### Task prompt
Look below for the line holding "use crate::error::TypeError;" and the line holding "pub struct Digest(Vec<u8>);". Transcribe exactly those lines and all lines between them, nothing more.

### Available records
------------------------------------------------------------
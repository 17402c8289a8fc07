use std::fmt;

use serde::{Deserialize, Serialize};

use crate::error::TypeError;

/// Output of a named hash algorithm.
///
/// Digest length depends on the algorithm that produced it (32 bytes for
/// BLAKE3 and SHA-256, 64 for SHA-512), so the bytes are held on the heap.
/// Serialized as a lowercase hex string.
#[derive(Clone, PartialEq, Eq, Hash, PartialOrd, Ord, Serialize, Deserialize)]
#[serde(try_from = "String", into = "String")]
pub struct Digest(Vec<u8>);

impl Digest {
    /// Wrap raw digest bytes.
    pub fn from_bytes(bytes: impl Into<Vec<u8>>) -> Self {
        Self(bytes.into())
    }

    /// The raw digest bytes.
    pub fn as_bytes(&self) -> &[u8] {
        &self.0
    }

    /// Number of bytes in the digest.
    pub fn len(&self) -> usize {
        self.0.len()
    }

    /// Returns `true` if the digest holds no bytes.
    pub fn is_empty(&self) -> bool {
        self.0.is_empty()
    }

    /// Hex-encoded string representation.
    pub fn to_hex(&self) -> String {
        hex::encode(&self.0)
    }

    /// Short hex representation (first 8 characters).
    pub fn short_hex(&self) -> String {
        let end = self.0.len().min(4);
        hex::encode(&self.0[..end])
    }

    /// Parse from a hex string.
    pub fn from_hex(s: &str) -> Result<Self, TypeError> {
        let bytes = hex::decode(s).map_err(|e| TypeError::InvalidHex(e.to_string()))?;
        if bytes.is_empty() {
            return Err(TypeError::EmptyDigest);
        }
        Ok(Self(bytes))
    }
}

impl fmt::Debug for Digest {
    fn fmt(&self, f: &mut fmt::Formatter<'_>) -> fmt::Result {
        write!(f, "Digest({})", self.short_hex())
    }
}

impl fmt::Display for Digest {
    fn fmt(&self, f: &mut fmt::Formatter<'_>) -> fmt::Result {
        write!(f, "{}", self.to_hex())
    }
}

impl TryFrom<String> for Digest {
    type Error = TypeError;

    fn try_from(value: String) -> Result<Self, Self::Error> {
        Self::from_hex(&value)
    }
}

impl From<Digest> for String {
    fn from(digest: Digest) -> Self {
        digest.to_hex()
    }
}
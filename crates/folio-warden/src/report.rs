use std::fmt;

use folio_types::EntryId;
use serde::{Deserialize, Serialize};

/// Verdict of one ledger audit.
#[derive(Clone, Copy, Debug, PartialEq, Eq, Serialize, Deserialize)]
#[serde(rename_all = "SCREAMING_SNAKE_CASE")]
pub enum AuditResult {
    Ok,
    Tampered,
    /// The ledger could not be read or recomputed.
    Error,
}

impl fmt::Display for AuditResult {
    fn fmt(&self, f: &mut fmt::Formatter<'_>) -> fmt::Result {
        match self {
            Self::Ok => write!(f, "OK"),
            Self::Tampered => write!(f, "TAMPERED"),
            Self::Error => write!(f, "ERROR"),
        }
    }
}

/// The field whose recomputed or expected value disagreed with storage.
#[derive(Clone, Copy, Debug, PartialEq, Eq, Serialize, Deserialize)]
#[serde(rename_all = "snake_case")]
pub enum AuditField {
    LedgerName,
    PageNumber,
    PageTimestamp,
    PreviousHash,
    MerkleRoot,
    PageHash,
    EntryLedgerName,
    EntryPageNumber,
    EntryTimestamp,
    EntryHash,
    ErasureMarker,
    /// Signer set does not match the senders one-to-one.
    Signatures,
    /// A signature fails cryptographic verification.
    Signature,
}

impl fmt::Display for AuditField {
    fn fmt(&self, f: &mut fmt::Formatter<'_>) -> fmt::Result {
        let name = match self {
            Self::LedgerName => "ledger_name",
            Self::PageNumber => "page_number",
            Self::PageTimestamp => "page_timestamp",
            Self::PreviousHash => "previous_hash",
            Self::MerkleRoot => "merkle_root",
            Self::PageHash => "page_hash",
            Self::EntryLedgerName => "entry_ledger_name",
            Self::EntryPageNumber => "entry_page_number",
            Self::EntryTimestamp => "entry_timestamp",
            Self::EntryHash => "entry_hash",
            Self::ErasureMarker => "erasure_marker",
            Self::Signatures => "signatures",
            Self::Signature => "signature",
        };
        f.write_str(name)
    }
}

/// Where and how the first discrepancy showed up.
#[derive(Clone, Debug, PartialEq, Eq, Serialize, Deserialize)]
pub struct TamperContext {
    /// Position of the page in the stored sequence.
    pub page: u64,
    pub entry: Option<EntryId>,
    pub field: AuditField,
    pub expected: String,
    pub actual: String,
    pub message: String,
}

impl TamperContext {
    pub fn new(
        page: u64,
        entry: Option<EntryId>,
        field: AuditField,
        expected: impl Into<String>,
        actual: impl Into<String>,
    ) -> Self {
        let (expected, actual) = (expected.into(), actual.into());
        let location = match entry {
            Some(id) => format!("page {page}, entry {id}"),
            None => format!("page {page}"),
        };
        let message = format!("{location}: {field} mismatch (expected {expected}, found {actual})");
        Self {
            page,
            entry,
            field,
            expected,
            actual,
            message,
        }
    }
}

/// Outcome of auditing one ledger.
#[derive(Clone, Debug, PartialEq, Eq, Serialize, Deserialize)]
pub struct WardenReport {
    pub ledger: String,
    pub first_page: Option<u64>,
    pub last_page: Option<u64>,
    pub result: AuditResult,
    pub context: Option<TamperContext>,
    /// Set when `result` is `Error`.
    pub error: Option<String>,
}

impl WardenReport {
    pub fn ok(ledger: impl Into<String>, first_page: Option<u64>, last_page: Option<u64>) -> Self {
        Self {
            ledger: ledger.into(),
            first_page,
            last_page,
            result: AuditResult::Ok,
            context: None,
            error: None,
        }
    }

    pub fn tampered(
        ledger: impl Into<String>,
        first_page: Option<u64>,
        last_page: Option<u64>,
        context: TamperContext,
    ) -> Self {
        Self {
            ledger: ledger.into(),
            first_page,
            last_page,
            result: AuditResult::Tampered,
            context: Some(context),
            error: None,
        }
    }

    pub fn failed(ledger: impl Into<String>, error: impl Into<String>) -> Self {
        Self {
            ledger: ledger.into(),
            first_page: None,
            last_page: None,
            result: AuditResult::Error,
            context: None,
            error: Some(error.into()),
        }
    }

    pub fn is_ok(&self) -> bool {
        self.result == AuditResult::Ok
    }

    pub fn is_tampered(&self) -> bool {
        self.result == AuditResult::Tampered
    }
}

#[cfg(test)]
mod tests {
    use super::*;

    #[test]
    fn context_message_names_location_and_values() {
        let id = EntryId::new();
        let ctx = TamperContext::new(3, Some(id), AuditField::EntryHash, "aa", "bb");
        assert_eq!(
            ctx.message,
            format!("page 3, entry {id}: entry_hash mismatch (expected aa, found bb)")
        );
        let ctx = TamperContext::new(0, None, AuditField::PageHash, "aa", "bb");
        assert!(ctx.message.starts_with("page 0: page_hash"));
    }

    #[test]
    fn verdicts_serialize_in_upper_case() {
        let report = WardenReport::failed("audit", "ledger not found: audit");
        let json = serde_json::to_value(&report).unwrap();
        assert_eq!(json["result"], "ERROR");
        assert!(!report.is_ok());
        assert!(!report.is_tampered());
        assert_eq!(AuditResult::Tampered.to_string(), "TAMPERED");
    }
}
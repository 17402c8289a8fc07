use folio_ledger::LedgerError;

/// Errors raised around an audit run. A tampered ledger is a report
/// verdict, never an error.
#[derive(Debug, thiserror::Error)]
pub enum WardenError {
    #[error("repository error: {0}")]
    Ledger(#[from] LedgerError),

    #[error("invalid warden config: {0}")]
    InvalidConfig(String),

    #[error("warden task failed: {0}")]
    Task(String),
}
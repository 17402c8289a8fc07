//! Tamper-evident ledger core for Folio.
//!
//! This crate is the heart of Folio. It provides:
//! - `Entry`: content-addressed, multiply-signed records with
//!   tamper-evident erasure and restoration
//! - `Page`: hash-chained batches sealed under a Merkle root
//! - `Ledger`: the pending → verified → sealed state machine
//! - `Receipt`: system-signed inclusion attestations
//! - `LedgerReader` / `LedgerWriter` repository boundaries
//! - `InMemoryRepository` implementation for tests and embedding

pub mod config;
pub mod entry;
pub mod error;
pub mod identity;
pub mod ledger;
pub mod memory;
pub mod page;
pub mod providers;
pub mod receipt;
pub mod traits;

pub use config::LedgerConfig;
pub use entry::{Entry, EntryFields, EntrySignature, ErasureMarkers, DELETED_ENTRY};
pub use error::LedgerError;
pub use identity::SystemIdentity;
pub use ledger::{EntryState, Ledger, LedgerSummary};
pub use memory::InMemoryRepository;
pub use page::{compute_merkle_tree, Page};
pub use providers::CryptoProviders;
pub use receipt::Receipt;
pub use traits::{LedgerReader, LedgerRepository, LedgerWriter};
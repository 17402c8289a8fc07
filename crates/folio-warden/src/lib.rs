//! Independent integrity auditor for Folio ledgers.
//!
//! The [`LedgerWarden`] reads persisted ledgers through
//! [`folio_ledger::LedgerReader`], recomputes the hash chain, Merkle roots,
//! entry hashes and signatures, and reports the first discrepancy per ledger
//! as a [`WardenReport`]. [`WardenSchedule`] runs it on a tokio interval.

pub mod config;
pub mod error;
pub mod report;
pub mod schedule;
pub mod warden;

pub use config::WardenConfig;
pub use error::WardenError;
pub use report::{AuditField, AuditResult, TamperContext, WardenReport};
pub use schedule::{AuditRound, WardenSchedule};
pub use warden::LedgerWarden;
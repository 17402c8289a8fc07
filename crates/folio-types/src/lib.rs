//! Foundation types for the Folio ledger.
//!
//! Every other Folio crate depends on `folio-types`.
//!
//! # Key Types
//!
//! - [`Digest`]: Algorithm-agnostic hash output with hex encoding
//! - [`EntryId`]: UUID v7 entry identifier
//! - [`TemporalAnchor`]: Hybrid Logical Clock timestamp
//! - [`HybridLogicalClock`]: Monotonic per-ledger timestamp source

pub mod clock;
pub mod digest;
pub mod entry_id;
pub mod error;
pub mod temporal;

pub use clock::HybridLogicalClock;
pub use digest::Digest;
pub use entry_id::EntryId;
pub use error::TypeError;
pub use temporal::TemporalAnchor;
------------------------------------------------------------
### Solved problem
use crate::error::TypeError;

/// Output of a named hash algorithm.
///
/// Digest length depends on the algorithm that produced it (32 bytes for
/// BLAKE3 and SHA-256, 64 for SHA-512), so the bytes are held on the heap.
/// Serialized as a lowercase hex string.
#[derive(Clone, PartialEq, Eq, Hash, PartialOrd, Ord, Serialize, Deserialize)]
#[serde(try_from = "String", into = "String")]
pub struct Digest(Vec<u8>);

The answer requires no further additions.